A Watched Stock Never Rises

A Watched Stock Never Rises

©iStockphoto.com/lenazap

We know in theory that proper, long-term, value investing works on the order of decades. Yet, our brains want to see the wiggles of every day.  Why?  Exactly the same reason that turns people into slot jockeys and pigeons dance around in a cage.  It’s classical conditioning of the best kind; the random reinforcement kind that makes the refresh button so enticing when portfolio view is loaded.

Most of us who have read a bit about investing, especially behavioral investing, know that these random fluctuations in price over the short-term are essentially meaningless.  It’s the voting machine of Mr.

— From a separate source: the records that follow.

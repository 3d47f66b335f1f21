//! CLI output formatting for builds.
//!
//! Each build event becomes one line, paths shown relative to the source and
//! target roots so the output reads as an inventory of the site rather than
//! of the filesystem:
//!
//! ```text
//! ==> Building site → _site
//!     rendered  blog/first.md → blog/first.html
//!     copied    css/style.css
//!     failed    drafts/wip.md
//!
//! error: site/drafts/wip.md: missing front matter key `template`
//! ==> Build failed: 1 of 3 files had errors
//! ```
//!
//! Every `format_*` function is pure and returns strings for testability;
//! `print_*` wrappers do the writing.

use crate::site::BuildEvent;
use std::path::{Path, PathBuf};

/// Running counts of build events, kept by the CLI's progress printer.
#[derive(Debug, Default, Clone, Copy, PartialEq, Eq)]
pub struct BuildTally {
    pub rendered: usize,
    pub copied: usize,
    pub failed: usize,
}

impl BuildTally {
    pub fn record(&mut self, event: &BuildEvent) {
        match event {
            BuildEvent::Rendered { .. } => self.rendered += 1,
            BuildEvent::Copied { .. } => self.copied += 1,
            BuildEvent::Failed { .. } => self.failed += 1,
        }
    }

    pub fn total(&self) -> usize {
        self.rendered + self.copied + self.failed
    }
}

fn plural(n: usize, one: &str, many: &str) -> String {
    if n == 1 {
        format!("{n} {one}")
    } else {
        format!("{n} {many}")
    }
}

/// Format a single progress event.
///
/// Copies keep their name, so only the source is shown; renders show both
/// sides since the extension changes.
pub fn format_build_event(event: &BuildEvent) -> String {
    match event {
        BuildEvent::Rendered { source, target } => format!(
            "    rendered  {} → {}",
            source.display(),
            target.display()
        ),
        BuildEvent::Copied { source, .. } => format!("    copied    {}", source.display()),
        BuildEvent::Failed { source, .. } => format!("    failed    {}", source.display()),
    }
}

pub fn format_build_header(source: &str, target: &str) -> String {
    format!("==> Building {source} → {target}")
}

/// Format the closing line of a build.
pub fn format_summary(tally: &BuildTally, target: &Path) -> String {
    if tally.failed > 0 {
        format!(
            "==> Build failed: {} of {} had errors",
            tally.failed,
            plural(tally.total(), "file", "files")
        )
    } else {
        format!(
            "==> Build complete: {}, {} → {}",
            plural(tally.rendered, "page rendered", "pages rendered"),
            plural(tally.copied, "file copied", "files copied"),
            target.display()
        )
    }
}

/// Prefix every message for stderr.
pub fn format_errors(errors: &[String]) -> Vec<String> {
    errors.iter().map(|e| format!("error: {e}")).collect()
}

pub fn print_errors(errors: &[String]) {
    for line in format_errors(errors) {
        eprintln!("{line}");
    }
}

/// Format the file list printed by `init`.
pub fn format_init_output(dir: &Path, created: &[PathBuf]) -> Vec<String> {
    let mut lines = vec![format!("==> Initialized folio project in {}", dir.display())];
    lines.extend(created.iter().map(|p| format!("    {}", p.display())));
    lines
}

pub fn print_init_output(dir: &Path, created: &[PathBuf]) {
    for line in format_init_output(dir, created) {
        println!("{line}");
    }
}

Market at play, yet some of us still subconsciously watch them like a hawk, hoping for a quick burst of dopamine.

In addition to wasting our time, time we could spend doing actual, business driven research, checking stock prices every day sets up unconscious stock price anchors regardless of the intrinsic value of the security.  If it falls below our preset anchor, we start thinking it’s cheap even if it’s trading at 40 times their annual earnings with unrealistic growth expectations.

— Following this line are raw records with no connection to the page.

//! Front matter extraction.
//!
//! A page may open with a block of TOML fenced by `+++` lines:
//!
//! ```text
//! +++
//! template = "root.html"
//! title = "Tiny Dogs"
//! +++
//! # Tiny Dogs
//!
//! The body starts here.
//! ```
//!
//! The fence must be the first line of the file (a UTF-8 BOM before it is
//! tolerated). The header is a flat mapping: strings are kept verbatim,
//! numbers, booleans and datetimes are converted to their TOML text, and
//! arrays or tables are rejected.
//!
//! A file without an opening fence has empty front matter and its whole text
//! is the body. Whether a particular key is required is the caller's
//! business, not the parser's.

use std::collections::BTreeMap;
use thiserror::Error;

const FENCE: &str = "+++";

#[derive(Error, Debug)]
pub enum FrontMatterError {
    #[error("front matter is not closed by a `+++` line")]
    Unterminated,
    #[error("malformed front matter: {0}")]
    Toml(#[from] toml::de::Error),
    #[error("front matter key `{key}` must be a string, number, boolean or date")]
    NotFlat { key: String },
}

/// Flat key → string mapping parsed from a page header.
#[derive(Debug, Clone, Default, PartialEq, Eq)]
pub struct FrontMatter(BTreeMap<String, String>);

impl FrontMatter {
    pub fn get(&self, key: &str) -> Option<&str> {
        self.0.get(key).map(String::as_str)
    }

    pub fn is_empty(&self) -> bool {
        self.0.is_empty()
    }

    pub fn iter(&self) -> impl Iterator<Item = (&str, &str)> {
        self.0.iter().map(|(k, v)| (k.as_str(), v.as_str()))
    }
}

impl FromIterator<(String, String)> for FrontMatter {
    fn from_iter<I: IntoIterator<Item = (String, String)>>(iter: I) -> Self {
        Self(iter.into_iter().collect())
    }
}

/// Split `text` into its front matter and the remaining body.
///
/// The returned body borrows from `text` and starts right after the closing
/// fence line.
pub fn parse(text: &str) -> Result<(FrontMatter, &str), FrontMatterError> {
    let text = text.strip_prefix('\u{feff}').unwrap_or(text);

    let Some(after_open) = strip_fence_line(text) else {
        return Ok((FrontMatter::default(), text));
    };

    let mut offset = 0;
    while offset < after_open.len() {
        let rest = &after_open[offset..];
        let line_len = rest.find('\n').map(|i| i + 1).unwrap_or(rest.len());
        let line = &rest[..line_len];
        if is_fence(line) {
            let header = &after_open[..offset];
            let body = &after_open[offset + line_len..];
            return Ok((decode(header)?, body));
        }
        offset += line_len;
    }

    Err(FrontMatterError::Unterminated)
}

/// If `text` starts with a fence line, return what follows it.
fn strip_fence_line(text: &str) -> Option<&str> {
    let line_len = text.find('\n').map(|i| i + 1).unwrap_or(text.len());
    is_fence(&text[..line_len]).then(|| &text[line_len..])
}

fn is_fence(line: &str) -> bool {
    line.trim_end_matches(['\n', '\r']).trim_end() == FENCE
}

fn decode(header: &str) -> Result<FrontMatter, FrontMatterError> {
    let table: toml::Table = toml::from_str(header)?;
    table
        .into_iter()
        .map(|(key, value)| {
            let text = match value {
                toml::Value::String(s) => s,
                toml::Value::Integer(i) => i.to_string(),
                toml::Value::Float(f) => f.to_string(),
                toml::Value::Boolean(b) => b.to_string(),
                toml::Value::Datetime(d) => d.to_string(),
                toml::Value::Array(_) | toml::Value::Table(_) => {
                    return Err(FrontMatterError::NotFlat { key });
                }
            };
            Ok((key, text))
        })
        .collect()
}

#[cfg(test)]
mod tests {
    use super::*;

    #[test]
    fn parses_header_and_returns_body() {
        let text = "+++\ntemplate = \"root.html\"\ntitle = \"Tiny Dogs\"\n+++\n# Hello\n\nBody.\n";
        let (fm, body) = parse(text).unwrap();
        assert_eq!(fm.get("template"), Some("root.html"));
        assert_eq!(fm.get("title"), Some("Tiny Dogs"));
        assert_eq!(body, "# Hello\n\nBody.\n");
    }

    #[test]
    fn no_header_means_empty_front_matter() {
        let text = "# Just markdown\n\n+++ not a fence at the top\n";
        let (fm, body) = parse(text).unwrap();
        assert!(fm.is_empty());
        assert_eq!(body, text);
    }

    #[test]
    fn empty_header_is_allowed() {
        let (fm, body) = parse("+++\n+++\nbody").unwrap();
        assert!(fm.is_empty());
        assert_eq!(body, "body");
    }

    #[test]
    fn header_at_end_of_file_has_empty_body() {
        let (fm, body) = parse("+++\ntemplate = \"a.html\"\n+++").unwrap();
        assert_eq!(fm.get("template"), Some("a.html"));
        assert_eq!(body, "");
    }

    #[test]
    fn tolerates_crlf_and_bom() {
        let text = "\u{feff}+++\r\ntemplate = \"root.html\"\r\n+++\r\nbody\r\n";
        let (fm, body) = parse(text).unwrap();
        assert_eq!(fm.get("template"), Some("root.html"));
        assert_eq!(body, "body\r\n");
    }

    #[test]
    fn body_keeps_later_fences() {
        let text = "+++\ntemplate = \"t.html\"\n+++\nabove\n+++\nbelow\n";
        let (_, body) = parse(text).unwrap();
        assert_eq!(body, "above\n+++\nbelow\n");
    }

    #[test]
    fn scalar_values_become_strings() {
        let text = "+++\ndraft = true\nweight = 3\nratio = 1.5\ndate = 2024-05-01\n+++\n";
        let (fm, _) = parse(text).unwrap();
        assert_eq!(fm.get("draft"), Some("true"));
        assert_eq!(fm.get("weight"), Some("3"));
        assert_eq!(fm.get("ratio"), Some("1.5"));
        assert_eq!(fm.get("date"), Some("2024-05-01"));
    }

    #[test]
    fn unterminated_header_is_error() {
        let result = parse("+++\ntemplate = \"root.html\"\n# body\n");
        assert!(matches!(result, Err(FrontMatterError::Unterminated)));
    }

    #[test]
    fn malformed_toml_is_error() {
        let result = parse("+++\ntemplate = root.html\n+++\n");
        assert!(matches!(result, Err(FrontMatterError::Toml(_))));
    }

    #[test]
    fn nested_values_are_rejected() {
        let result = parse("+++\ntags = [\"a\", \"b\"]\n+++\n");
        match result {
            Err(FrontMatterError::NotFlat { key }) => assert_eq!(key, "tags"),
            other => panic!("expected NotFlat, got {other:?}"),
        }
    }
}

In addition, following stocks on our watchlist that we hope to buy more of suddenly feel outside our price range if they start rising, even if the price is still well below intrinsic value.  Here’s where we get stuck, twiddling our thumbs when a great investment is right before us.

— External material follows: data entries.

//! Source tree traversal.
//!
//! [`walk_files`] lazily yields every regular file below a root directory.
//! Directories are descended into but never yielded; anything else the
//! filesystem can hold (sockets, FIFOs, device nodes, dangling symlinks,
//! symlink loops) is skipped without an error.
//!
//! Symlinks are followed, but a symlinked directory that resolves outside
//! the root is not descended into. A link such as `site/up -> ..` would
//! otherwise pull the output and template directories into the walk.
//!
//! Traversal order is unspecified. Callers that need a stable order sort.

use log::debug;
use std::fs;
use std::path::{Path, PathBuf};
use walkdir::{DirEntry, WalkDir};

/// Lazily walk `root`, yielding the path of every regular file beneath it.
///
/// `root` is expected to be an existing directory. Symlinks are followed, so
/// a link to a file yields that file under the link's path; walkdir's loop
/// detection keeps a directory from being visited twice through a cycle.
pub fn walk_files(root: &Path) -> impl Iterator<Item = PathBuf> {
    let canonical_root = fs::canonicalize(root).ok();
    WalkDir::new(root)
        .follow_links(true)
        .into_iter()
        .filter_entry(move |entry| stays_inside(entry, canonical_root.as_deref()))
        .filter_map(|entry| match entry {
            Ok(entry) => Some(entry),
            Err(err) => {
                debug!("skipping unreadable entry: {err}");
                None
            }
        })
        .filter_map(|entry| {
            let file_type = entry.file_type();
            if file_type.is_file() {
                Some(entry.into_path())
            } else {
                if !file_type.is_dir() {
                    debug!("skipping non-regular file {}", entry.path().display());
                }
                None
            }
        })
}

/// False for a symlinked directory whose real path is outside `root`.
fn stays_inside(entry: &DirEntry, root: Option<&Path>) -> bool {
    let Some(root) = root else {
        return true;
    };
    if !entry.path_is_symlink() || !entry.file_type().is_dir() {
        return true;
    }
    match fs::canonicalize(entry.path()) {
        Ok(real) if real.starts_with(root) => true,
        _ => {
            debug!(
                "skipping symlinked directory outside the walk root {}",
                entry.path().display()
            );
            false
        }
    }
}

How to Stop Watching Stocks and Start Researching

Breaking highly ingrained habits is hard but doable.  The worst thing to do is say, “I’m going to stop.  I’ll just not do it any more,” then not decide how you’ll actually go about doing so.  We are fighting the same brain chemistry that creates gambling and drug addictions, albeit at a much smaller level.  A good first step is go and delete all those bookmarks you have that take you directly to MarketWatch or a portfolio view.

One of the best ways is to replace an ingrained habit is with a better one.  Instead of checking your stocks, pick a value investing blog like Interactive Investor and spend your time there when you feel the urge coming on.

See how long you can go without checking price data

©iStockphoto.com/miflippo

On a calendar, mark the number of days you check solid business information, like reading SEC reports from SECWatch or hanging around at Footnoted, and not checking price quotes.  See how long you can keep a streak up and try not to break the chain unless it’s a date for reviewing your portfolio you’ve specified beforehand.

In reality, you only really need to check prices very rarely, and at set intervals.  Long-term gains make mincemeat out of the short-term, and though our unconscious brains believe otherwise, checking stock prices every minute to find just the right time to buy and sell doesn’t work.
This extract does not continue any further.